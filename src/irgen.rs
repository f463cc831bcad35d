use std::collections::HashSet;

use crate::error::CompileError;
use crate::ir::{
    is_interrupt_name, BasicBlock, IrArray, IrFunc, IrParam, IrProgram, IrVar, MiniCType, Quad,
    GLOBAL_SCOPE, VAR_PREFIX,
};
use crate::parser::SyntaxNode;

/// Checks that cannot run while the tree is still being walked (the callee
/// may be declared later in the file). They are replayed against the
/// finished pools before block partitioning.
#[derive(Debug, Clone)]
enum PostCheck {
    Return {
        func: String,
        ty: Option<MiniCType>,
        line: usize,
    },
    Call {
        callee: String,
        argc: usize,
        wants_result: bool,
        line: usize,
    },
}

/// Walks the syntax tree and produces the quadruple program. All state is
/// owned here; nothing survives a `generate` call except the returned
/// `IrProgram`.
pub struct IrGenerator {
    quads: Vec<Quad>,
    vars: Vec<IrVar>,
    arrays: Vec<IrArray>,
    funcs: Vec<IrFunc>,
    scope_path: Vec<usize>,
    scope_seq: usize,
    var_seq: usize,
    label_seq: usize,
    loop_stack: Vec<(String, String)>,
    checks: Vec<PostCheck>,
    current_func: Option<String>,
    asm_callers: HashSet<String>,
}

--

• ASSIGNMENT: Print every record exactly, so that each word matches what is written above.

• SOLUTION FOR THIS EXERCISE:
filename src/irgen.rs
repository f463cc831bcad35d
use std::collections::HashSet;

use crate::error::CompileError;
use crate::ir::{
    is_interrupt_name, BasicBlock, IrArray, IrFunc, IrParam, IrProgram, IrVar, MiniCType, Quad,
    GLOBAL_SCOPE, VAR_PREFIX,
};
use crate::parser::SyntaxNode;

/// Checks that cannot run while the tree is still being walked (the callee
/// may be declared later in the file). They are replayed against the
/// finished pools before block partitioning.
#[derive(Debug, Clone)]
enum PostCheck {
    Return {
        func: String,
        ty: Option<MiniCType>,
        line: usize,
    },
    Call {
        callee: String,
        argc: usize,
        wants_result: bool,
        line: usize,
    },
}

/// Walks the syntax tree and produces the quadruple program. All state is
/// owned here; nothing survives a `generate` call except the returned
/// `IrProgram`.
pub struct IrGenerator {
    quads: Vec<Quad>,
    vars: Vec<IrVar>,
    arrays: Vec<IrArray>,
    funcs: Vec<IrFunc>,
    scope_path: Vec<usize>,
    scope_seq: usize,
    var_seq: usize,
    label_seq: usize,
    loop_stack: Vec<(String, String)>,
    checks: Vec<PostCheck>,
    current_func: Option<String>,
    asm_callers: HashSet<String>,
}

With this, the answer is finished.